The stars evolve. The H-R diagram charts the stages of their existence. Gravitational collapse begins the creation of a star, from a vast cloud of gas and dust. As it coalesces, its growing density adds energy to newly packed gases until its matter begins to transmute to new atomic forms. Hydrogen fuses, through deuterium to helium. Through millennia, each star begins to radiate light and to shine as if it were afire.
That is not the end of a star’s transformation. It is the beginning. The Hertzsprung – Russell diagram charts the transformations of the stars, from fiery birth to dense heavy death. An H-R diagram, or HRD, is a catalog of stars, arranged by color and magnitude, or by effective surface temperature and brightness, and a predictor of the future of any known star. For astronomers, the color of a star is directly related to its temperature, and brightness is correlated to magnitude.

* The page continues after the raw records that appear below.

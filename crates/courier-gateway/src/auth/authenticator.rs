//! Per-connection identity derivation.

use super::directory::{directory_from_config, UserDirectory};
use super::resolver::{IdentityResolver, JwtResolver};
use super::Handshake;
use crate::error::AuthError;
use courier_core::config::AuthConfig;
use courier_core::{Config, ConnectionId, Identity};
use dashmap::DashMap;
use std::sync::Arc;
use tracing::{debug, warn};

/// Derives an identity for each handshake and keeps it for the life of the
/// connection.
///
/// Authentication never blocks a handshake: every failure is logged and the
/// connection continues without an identity. Admission is decided later by
/// the namespace.
pub struct Authenticator {
    resolver: Arc<dyn IdentityResolver>,
    directory: Arc<dyn UserDirectory>,
    allow_anonymous: bool,
    identities: DashMap<ConnectionId, Arc<Identity>>,
}

impl Authenticator {
    /// Create an authenticator from its two upstream services.
    pub fn new(resolver: Arc<dyn IdentityResolver>, directory: Arc<dyn UserDirectory>) -> Self {
        Self {
            resolver,
            directory,
            allow_anonymous: true,
            identities: DashMap::new(),
        }
    }

    /// Accept or ignore tokenless `userId` handshakes.
    pub fn with_anonymous(mut self, allow: bool) -> Self {
        self.allow_anonymous = allow;
        self
    }

    /// Build the authenticator described by the config.
    pub fn from_config(config: &Config) -> Result<Self, courier_core::Error> {
        Ok(Self::from_parts(&config.auth, directory_from_config(&config.directory)?))
    }

    fn from_parts(auth: &AuthConfig, directory: Arc<dyn UserDirectory>) -> Self {
        Self::new(JwtResolver::from_config(auth), directory).with_anonymous(auth.allow_anonymous)
    }

    /// Derive and record the identity for a new connection.
    pub async fn authenticate(
        &self,
        conn: &ConnectionId,
        handshake: &Handshake,
    ) -> Option<Arc<Identity>> {
        let identity = match (&handshake.bearer, &handshake.anonymous_user_id) {
            (Some(token), _) => match self.resolve(token).await {
                Ok(identity) => Some(identity),
                Err(e) => {
                    warn!(conn = %conn, error = %e, "Token verification failed, continuing unauthenticated");
                    None
                }
            },
            (None, Some(user_id)) if self.allow_anonymous => {
                debug!(conn = %conn, user = %user_id, "Accepting anonymous user id");
                Some(Identity::anonymous(user_id.clone()))
            }
            (None, Some(user_id)) => {
                debug!(conn = %conn, user = %user_id, "Anonymous user ids are disabled, ignoring");
                None
            }
            (None, None) => None,
        };

        let identity = identity.map(Arc::new);
        if let Some(identity) = &identity {
            self.identities.insert(conn.clone(), identity.clone());
        }
        identity
    }

    async fn resolve(&self, token: &str) -> Result<Identity, AuthError> {
        let verified = self.resolver.verify(token).await?;
        let profile = self
            .directory
            .project(&verified)
            .await?
            .ok_or_else(|| AuthError::UnknownUser(verified.user_id.clone()))?;
        Ok(profile.into_identity())
    }

    /// Identity attached to a connection.
    pub fn identity(&self, conn: &ConnectionId) -> Option<Arc<Identity>> {
        self.identities.get(conn).map(|entry| entry.value().clone())
    }

    /// Forget a connection's identity.
    pub fn release(&self, conn: &ConnectionId) {
        self.identities.remove(conn);
    }

    /// Number of connections with an attached identity.
    pub fn len(&self) -> usize {
        self.identities.len()
    }

    pub fn is_empty(&self) -> bool {
        self.identities.is_empty()
    }
}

An HRD is constructed with luminosity increasing from bottom to top, and temperature decreasing from left to right. Luminosity is measured by comparison with our sun, which has a value of one. Temperature is measured on the Kelvin scale. Color and spectral class vary along with temperature and absolute magnitude varies with luminosity.
Stars are graphed by placing each on the point where its luminosity, its brightness, crosses its effective surface temperature. Most stars fall along a curve that goes from upper left to lower right, from hot and bright to cool and dark (for a star). This curve is called the main sequence. Above it and to the right branch off the enormous stars, the giants, bright giants, and hypergiants. These are huge stars, but cooler than many on the main sequence. Below and to the left of the main sequence are found the white dwarfs, faint dense older stars.
The most massive stars live a few billion years. The less massive may live many billions, longer than the universe has existed so far. The smallest proto-stars shine dimly, though they change hydrogen to deuterium, heavy hydrogen. They shrink in on themselves slowly over the years, and remain brown dwarfs (astronomer Jill Tarter named them). They are not bright stars. Brown dwarfs and proto-stars would be located at the bottom right of the HRD. They are dark, cool, and small.
More massive accretions of material are able to fuse hydrogen to helium, and the pressure of the energy released by this reaction halts their shrinkage. They take a place on the HR diagram, on its main sequence. They have become stars.
The H-R diagram graphs the span of their existence. Stars enter the HRD at the lower right as proto-stars. When they coalesce, they join the main sequence, as a rule, where they may continue for billions of years. When the hydrogen of their core has all been converted to helium, they swell and become giants, leaving the main sequence and moving above it. After billions of years as a giant, a star may lose its outer shell into a planetary nebula, an illusion of rings. It becomes a white dwarf. Then it will be found towards the bottom right of the diagram.
If it is massive enough, a giant may continue to swell, fusing its material to layers of heavier and heavier elements. A truly massive star may become a supernova in the right circumstances, and may fall in upon itself as a neutron star, or even become a black hole.
Hypothetically, an old star may become an object called a black dwarf, but the universe is not yet old enough for any of these to exist. White dwarfs are probably destined to become black dwarfs. A white dwarf is a remnant, still radiating the stored heat of its former reactions. In a black dwarf, the heat will be gone.
Our own sun seems to be following a path that will lead it to become a white dwarf someday. Right now it is near the middle of the main sequence, with perhaps only five and a half billion years to go before it becomes a red giant. Then, in theory, it may cast away its outer shell in a planetary nebula and fade away as a white dwarf.
Ejnar Hertzsprung and Henry Norris Russell created the HRD in about 1910. It is used to organize stars by their size and type, but it also has more sophisticated applications. Looking at a Hertzsprung-Russell diagram, an observer is able to trace the evolution of the stars.